Numa perspetiva de recuperação social e económica pós pandemia e com o alinhamento do desafio de lutar contra as desigualdades e as alterações climáticas, destaca o enorme potencial na criação de emprego e oportunidades de crescimento sustentável da economia. Declara que o acordo de Paris é a última oportunidade para enfrentar a mudança climática, relembrando que até 2030, é necessário capacitar o mundo com 4x mais renováveis, 18x mais veículos elétricos e mais 4%/ano de investimento em eficiência energética. Sugere uma revisão das metas estabelecidas no acordo de Paris com metas mais ambiciosas, propondo abolir os subsídios aos combustíveis fosseis, massificar a mobilidade elétrica e investir massivamente na eficiência energética em edifícios.

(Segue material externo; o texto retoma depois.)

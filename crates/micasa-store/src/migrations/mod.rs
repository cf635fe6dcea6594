//! Migration framework
//!
//! Provides:
//! - `Catalog`: an explicit, validated, ordered list of migration units
//! - The engine (`apply_migrations`) with a per-version success ledger
//! - The application's own catalog (`default_catalog`)

mod catalog;
mod embedded;
mod ledger;
mod runner;

pub use catalog::{Catalog, MigrationUnit};
pub use embedded::default_catalog;
pub use ledger::{ledger_records, MigrationRecord, LEDGER_TABLE};
pub use runner::{apply_migrations, pending_versions, MigrationReport};
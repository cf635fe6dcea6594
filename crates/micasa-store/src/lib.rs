//! MiCasa Store - SQLite persistence
//!
//! Provides:
//! - The shared `Store` connection handle with cancellation support
//! - The migration engine, its ledger and the application catalog
//! - `SqliteUserRepo`, the `UserRepository` implementation
//! - The storage error boundary (`rusqlite::Error` → `ExError`)

pub mod db;
pub mod errors;
pub mod migrations;
pub mod repo;

// Re-export key types
pub use db::{Store, StoreConfig};
pub use errors::Result;
pub use migrations::{apply_migrations, default_catalog, Catalog, MigrationReport, MigrationUnit};
pub use repo::SqliteUserRepo;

Termina a sua intervenção com uma breve nota sobre o investimento e financiamento que Portugal pode, e deve, captar para desenvolver o sector da energia com uma visão industrial, referindo que é necessário o aumento da capacidade das interligações ibéricas, para que a exportação de energia solar e eólica para o centro da Europa seja uma realidade, atraindo investimento e ajudando esses países a descarbonizar a sua economia.
Na Sessão de Encerramento o Presidente da Direção da Associação Portuguesa da Energia, Jorge Cruz Morais, afirmou: «Esta sessão centra-se num desafio verdadeiramente global no sentido em que muitas ações terão de ser implementadas localmente e desenvolvidas transversalmente em todas as geografias, considerando naturalmente o contexto específico de cada situação. Estamos num processo em que dependemos todos de todos, um processo sem uma liderança conhecida e que se desenvolve graças à consciência do problema que enfrentamos, ao sentido de urgência e á disponibilidade de recursos de cada país e cada região. Neste processo, acredito que a liderança se faz pelo exemplo, o papel da Europa, dos Estados Unidos e genericamente os países da OCDE será determinante no acelerar deste processo. […] Também s transição energética prossupõe apoio e solidariedade entre países e regiões, a contrapartida será o bem comum e um enorme conjunto de novas oportunidades de desenvolvimento económico, social e ambiental.»